**Assigned task**
Your answer needs to include each line of the records in which the string "IpAddr" can be found.

**Information supplied**
=== Begin Enclosure ===
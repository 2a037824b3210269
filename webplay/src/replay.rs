use crate::{
    data::{Assertion, RecordedRequest, ResponseData},
    error::Error,
    html::{self, Lookup},
    http_client::{HttpClient, HyperHttpClient},
    scenario::{Scenario, ScenarioSource},
};
use scraper::Html;
use std::{fs, sync::Arc};
use tokio::runtime;
use tracing::{debug, info};

pub const DEFAULT_BASE_URL: &str = "http://localhost:9000";

/// Receives every assertion that does not hold during a replay.
///
/// `actual` is `None` when the selector did not match any element or could not be parsed.
pub trait AssertionHandler {
    fn assertion_failed(&mut self, message: &str, expected: &str, actual: Option<&str>);
}

impl<F: FnMut(&str, &str, Option<&str>)> AssertionHandler for F {
    fn assertion_failed(&mut self, message: &str, expected: &str, actual: Option<&str>) {
        self(message, expected, actual)
    }
}

#[derive(Debug, Clone, PartialEq, Eq)]
pub struct AssertionFailure {
    pub message: String,
    pub expected: String,
    pub actual: Option<String>,
}

/// Collects the failures of a replay instead of acting on them.
#[derive(Debug, Default)]
pub struct FailureCollector {
    pub failures: Vec<AssertionFailure>,
}

impl AssertionHandler for FailureCollector {
    fn assertion_failed(&mut self, message: &str, expected: &str, actual: Option<&str>) {
        self.failures.push(AssertionFailure {
            message: message.to_string(),
            expected: expected.to_string(),
            actual: actual.map(str::to_string),
        });
    }
}

#[derive(Debug, Copy, Clone, Default, PartialEq, Eq)]
pub struct ReplayReport {
    pub requests: usize,
    pub assertions: usize,
    pub failures: usize,
}

impl ReplayReport {
    pub fn is_success(&self) -> bool {
        self.failures == 0
    }

    fn add(&mut self, other: ReplayReport) {
        self.requests += other.requests;
        self.assertions += other.assertions;
        self.failures += other.failures;
    }
}

#[derive(Debug, Clone)]
pub struct ReplayConfiguration {
    base_url: String,
    http_client: Option<Arc<dyn HttpClient + Send + Sync>>,
}

impl ReplayConfiguration {
    pub fn new<S: Into<String>>(base_url: S) -> Self {
        Self {
            base_url: base_url.into(),
            http_client: None,
        }
    }

    pub fn set_base_url<S: Into<String>>(&mut self, base_url: S) {
        self.base_url = base_url.into();
    }

    pub fn base_url(&self) -> &str {
        &self.base_url
    }

    pub fn http_client(&self) -> Arc<dyn HttpClient + Send + Sync> {
        self.http_client
            .clone()
            .unwrap_or_else(|| Arc::new(HyperHttpClient::new()))
    }

    pub fn set_http_client(&mut self, http_client: Arc<dyn HttpClient + Send + Sync>) {
        self.http_client = Some(http_client);
    }
}

impl Default for ReplayConfiguration {
    fn default() -> Self {
        Self::new(DEFAULT_BASE_URL)
    }
}

/// Sends recorded requests to the application again and checks the recorded assertions against
/// the new responses.
#[derive(Debug)]
pub struct Replayer {
    configuration: ReplayConfiguration,
    http_client: Arc<dyn HttpClient + Send + Sync>,
}

impl Replayer {
    pub fn new(configuration: ReplayConfiguration) -> Self {
        let http_client = configuration.http_client();

        Self {
            configuration,
            http_client,
        }
    }

    pub fn configuration(&self) -> &ReplayConfiguration {
        &self.configuration
    }

    pub async fn load(&self, source: &ScenarioSource) -> Result<Scenario, Error> {
        match source {
            ScenarioSource::Path(path) => Scenario::parse(&fs::read_to_string(path)?),
            ScenarioSource::Url(url) => Scenario::parse(&self.http_client.fetch(url).await?),
        }
    }

    pub async fn replay<H: AssertionHandler>(
        &self,
        source: &ScenarioSource,
        handler: &mut H,
    ) -> Result<ReplayReport, Error> {
        let scenario = self.load(source).await?;
        self.replay_scenario(&scenario, handler).await
    }

    /// Replays the requests of `scenario` one after another, in recorded order.
    pub async fn replay_scenario<H: AssertionHandler>(
        &self,
        scenario: &Scenario,
        handler: &mut H,
    ) -> Result<ReplayReport, Error> {
        let mut report = ReplayReport::default();

        for (index, recorded) in scenario.requests.iter().enumerate() {
            report.add(self.replay_request(index, recorded, handler).await?);
        }

        info!(
            requests = report.requests,
            assertions = report.assertions,
            failures = report.failures,
            "Replay finished"
        );

        Ok(report)
    }

    /// Replays a single request. `index` is its position in the scenario and only used in
    /// failure messages.
    pub async fn replay_request<H: AssertionHandler>(
        &self,
        index: usize,
        recorded: &RecordedRequest,
        handler: &mut H,
    ) -> Result<ReplayReport, Error> {
        let response = self
            .http_client
            .make_request(self.configuration.base_url(), &recorded.request)
            .await?;
        debug!(
            index,
            method = %recorded.request.method,
            path = %recorded.request.url_path,
            status = response.status_code,
            "replayed request"
        );

        Ok(check_assertions(index, recorded, &response, handler))
    }

    /// Like [`Replayer::replay`], on a runtime of its own.
    pub fn replay_blocking<H: AssertionHandler>(
        &self,
        source: &ScenarioSource,
        handler: &mut H,
    ) -> Result<ReplayReport, Error> {
        runtime::Builder::new_current_thread()
            .enable_all()
            .build()?
            .block_on(self.replay(source, handler))
    }
}

/// Replays `source` against the application at `base_url`.
pub async fn replay<H: AssertionHandler>(
    source: &ScenarioSource,
    base_url: &str,
    handler: &mut H,
) -> Result<ReplayReport, Error> {
    Replayer::new(ReplayConfiguration::new(base_url))
        .replay(source, handler)
        .await
}

fn check_assertions<H: AssertionHandler>(
    index: usize,
    recorded: &RecordedRequest,
    response: &ResponseData,
    handler: &mut H,
) -> ReplayReport {
    let document = Html::parse_document(&response.body);
    let mut report = ReplayReport {
        requests: 1,
        ..ReplayReport::default()
    };

    for assertion in &recorded.assertions {
        report.assertions += 1;

        let actual = match html::lookup(&document, assertion) {
            Lookup::Found(actual) if actual == assertion.expected() => continue,
            Lookup::Found(actual) => Some(actual),
            Lookup::NotFound => None,
            Lookup::InvalidSelector(e) => {
                debug!(selector = assertion.selector(), "invalid selector: {}", e);
                None
            }
        };

        report.failures += 1;
        handler.assertion_failed(
            &failure_message(index, recorded, assertion, actual.as_deref()),
            assertion.expected(),
            actual.as_deref(),
        );
    }

    report
}

fn failure_message(
    index: usize,
    recorded: &RecordedRequest,
    assertion: &Assertion,
    actual: Option<&str>,
) -> String {
    let request = format!(
        "Assertion failed for request[{}] - {} {}\n",
        index, recorded.request.method, recorded.request.url_path
    );

    let detail = match (assertion, actual) {
        (Assertion::ExpectedText { selector, text }, Some(actual)) => format!(
            "The element {} does evaluate to '{}', but '{}' is expected.",
            selector, actual, text
        ),
        (
            Assertion::ExpectedAttr {
                selector,
                name,
                value,
            },
            Some(actual),
        ) => format!(
            "The attribute {} of the element {} does evaluate to '{}', but '{}' is expected.",
            name, selector, actual, value
        ),
        (assertion, None) => format!(
            "The element {} is not found, but '{}' is expected.",
            assertion.selector(),
            assertion.expected()
        ),
    };

    request + &detail
}
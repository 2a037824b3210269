use std::{
    net::{IpAddr, Ipv4Addr},
    path::{Path, PathBuf},
};

pub const DEFAULT_CONTENT_TYPES: [&str; 2] = ["text/html", "application/x-www-form-urlencoded"];

#[derive(Debug, Clone)]
pub struct RecordingConfiguration {
    port: u16,
    bind_address: IpAddr,
    app_address: String,
    output_file: PathBuf,
    stop_file: Option<PathBuf>,
    included_content_types: Vec<String>,
    indent: bool,
}

impl RecordingConfiguration {
    /// Records the traffic between clients on `port` and the application at `app_address`
    /// (`host:port`) into `output_file`. Port 0 picks a free port.
    pub fn new<S: Into<String>, P: Into<PathBuf>>(port: u16, app_address: S, output_file: P) -> Self {
        Self {
            port,
            bind_address: IpAddr::V4(Ipv4Addr::LOCALHOST),
            app_address: app_address.into(),
            output_file: output_file.into(),
            stop_file: None,
            included_content_types: DEFAULT_CONTENT_TYPES.iter().map(|s| s.to_string()).collect(),
            indent: true,
        }
    }

    pub fn port(&self) -> u16 {
        self.port
    }

    pub fn set_bind_address(&mut self, bind_address: IpAddr) {
        self.bind_address = bind_address;
    }

    pub fn bind_address(&self) -> IpAddr {
        self.bind_address
    }

    pub fn app_address(&self) -> &str {
        &self.app_address
    }

    pub fn output_file(&self) -> &Path {
        &self.output_file
    }

    /// Stops the recording once `stop_file` is created or modified.
    pub fn set_stop_file<P: Into<PathBuf>>(&mut self, stop_file: P) {
        self.stop_file = Some(stop_file.into());
    }

    pub fn stop_file(&self) -> Option<&Path> {
        self.stop_file.as_deref()
    }

    /// Replaces the MIME types whose traffic gets payloads and assertions recorded.
    pub fn set_included_content_types<I, S>(&mut self, content_types: I)
    where
        I: IntoIterator<Item = S>,
        S: Into<String>,
    {
        self.included_content_types = content_types.into_iter().map(Into::into).collect();
    }

    pub fn included_content_types(&self) -> &[String] {
        &self.included_content_types
    }

    /// Exact, case-sensitive match against the included MIME types.
    pub fn includes(&self, mime: &str) -> bool {
        self.included_content_types
            .iter()
            .any(|included| included == mime)
    }

    pub fn set_indent(&mut self, indent: bool) {
        self.indent = indent;
    }

    pub fn indent(&self) -> bool {
        self.indent
    }
}
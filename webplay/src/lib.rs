mod data;
mod error;
mod frame;
mod html;
mod http_client;
mod recording;
mod recording_configuration;
mod replay;
mod scenario;
mod util;

pub use data::{Assertion, Headers, RecordedRequest, ResponseData, TestRequest};
pub use error::Error;
pub use frame::{read_frame, ContentType, Frame};
pub use html::form_field_assertions;
pub use http_client::{HttpClient, HyperHttpClient};
pub use recording::{Recording, RecordingState};
pub use recording_configuration::{RecordingConfiguration, DEFAULT_CONTENT_TYPES};
pub use replay::{
    replay, AssertionFailure, AssertionHandler, FailureCollector, ReplayConfiguration,
    ReplayReport, Replayer, DEFAULT_BASE_URL,
};
pub use scenario::{
    encoder::{AssertionAdder, Cursor, EncoderState, RequestAdder, ScenarioEncoder},
    Scenario, ScenarioSource,
};
pub use webplay_codegen::webplay_replay_test;
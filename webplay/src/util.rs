use crate::{data::Headers, error::Error};
use hyper::{
    header::{HeaderName, HeaderValue},
    HeaderMap,
};

/// Headers the HTTP client manages on its own and which must not be replayed verbatim.
const RESTRICTED_HEADERS: [&str; 4] = ["host", "connection", "content-length", "upgrade"];

pub fn is_restricted(header_name: &str) -> bool {
    RESTRICTED_HEADERS
        .iter()
        .any(|restricted| restricted.eq_ignore_ascii_case(header_name))
}

pub fn extract_headers(header_map: &HeaderMap) -> Headers {
    // it currently ignores header values with opaque characters
    header_map
        .iter()
        .filter_map(|(k, v)| v.to_str().ok().map(|v| (k.as_str(), v)))
        .collect()
}

pub fn put_headers<'a, I: IntoIterator<Item = (&'a str, &'a str)>>(
    header_map: &mut HeaderMap<HeaderValue>,
    headers: I,
) -> Result<(), Error> {
    for (key, value) in headers {
        let header_name = HeaderName::from_lowercase(key.to_lowercase().as_bytes())?;
        let header_value = HeaderValue::from_str(value)?;
        header_map.append(header_name, header_value);
    }

    Ok(())
}

/// Appends `path` to `base_url` without doubling the slash between them.
pub fn join_url(base_url: &str, path: &str) -> String {
    match (base_url.ends_with('/'), path.starts_with('/')) {
        (true, true) => format!("{}{}", base_url, &path[1..]),
        (false, false) if !path.is_empty() => format!("{}/{}", base_url, path),
        _ => format!("{}{}", base_url, path),
    }
}
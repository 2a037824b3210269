use proc_macro::TokenStream;
use proc_macro2::Span;
use quote::quote;
use quote::quote_spanned;
use std::path::Path;

/// Turns a function into a test that replays a recorded scenario file and fails on the first
/// assertion that does not hold.
///
/// ```ignore
/// #[webplay_replay_test("scenarios/login.xml", configure_replay)]
/// fn login_form_is_unchanged() {}
/// ```
///
/// The scenario path is relative to the crate's manifest directory. The function body runs
/// before the replay and its value is kept alive until the replay has finished, so it can
/// return a guard for the application under test.
#[proc_macro_attribute]
pub fn webplay_replay_test(attrs: TokenStream, item: TokenStream) -> TokenStream {
    let input = syn::parse_macro_input!(item as syn::ItemFn);
    let args = syn::parse_macro_input!(attrs as syn::AttributeArgs);

    let (scenario_path, configuration_function) = match parse_args(&args) {
        Ok(parsed) => parsed,
        Err(error) => return error.into(),
    };

    let attributes = &input.attrs;
    let signature = &input.sig;
    let block = &input.block;

    let output = quote! {
        #[test]
        #(#attributes)*
        #signature {
            let mut __webplay_configuration = webplay::ReplayConfiguration::default();
            #configuration_function(&mut __webplay_configuration);

            let __webplay_source = webplay::ScenarioSource::path(
                std::path::Path::new(env!("CARGO_MANIFEST_DIR")).join(#scenario_path)
            );
            let __webplay_result = {
                let __webplay_fixture = #block;

                webplay::Replayer::new(__webplay_configuration).replay_blocking(
                    &__webplay_source,
                    &mut |message: &str, expected: &str, actual: Option<&str>| {
                        assert_eq!(Some(expected), actual, "{}", message)
                    },
                )
            };

            if let Err(e) = __webplay_result {
                panic!("Webplay Error: {}", e);
            }
        }
    };

    TokenStream::from(output)
}

fn parse_args(args: &[syn::NestedMeta]) -> Result<(String, &syn::Path), proc_macro2::TokenStream> {
    let (path_arg, function_arg) = match args {
        [path_arg, function_arg] => (path_arg, function_arg),
        _ => {
            return Err(quote! {
                compile_error!("A scenario path and a configuration function should be passed to the macro");
            })
        }
    };

    let scenario_path = match path_arg {
        syn::NestedMeta::Lit(syn::Lit::Str(literal)) => {
            validate_scenario_path(literal.value(), literal.span())?
        }
        _ => {
            return Err(quote! {
                compile_error!("The first argument should be a string literal!");
            })
        }
    };

    match function_arg {
        syn::NestedMeta::Meta(syn::Meta::Path(function_path)) => Ok((scenario_path, function_path)),
        _ => Err(quote! {
            compile_error!("The second argument should be a configuration function!");
        }),
    }
}

fn validate_scenario_path(path: String, span: Span) -> Result<String, proc_macro2::TokenStream> {
    let is_xml = Path::new(&path)
        .extension()
        .map_or(false, |extension| extension == "xml");

    if !is_xml {
        return Err(quote_spanned! {span=>
            compile_error!("The scenario path should point to a .xml file!");
        });
    }

    Ok(path)
}
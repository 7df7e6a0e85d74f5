use anyhow::Result;
use hrms::cli::{self, telemetry};

// Main function
#[tokio::main]
async fn main() -> Result<()> {
    let action = cli::start()?;

    let result = action.execute().await;

    telemetry::shutdown_tracer();

    result
}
=== End Enclosure ===
**Reply**
    net::{IpAddr, Ipv4Addr},
    bind_address: IpAddr,
            bind_address: IpAddr::V4(Ipv4Addr::LOCALHOST),
    pub fn set_bind_address(&mut self, bind_address: IpAddr) {
    pub fn bind_address(&self) -> IpAddr {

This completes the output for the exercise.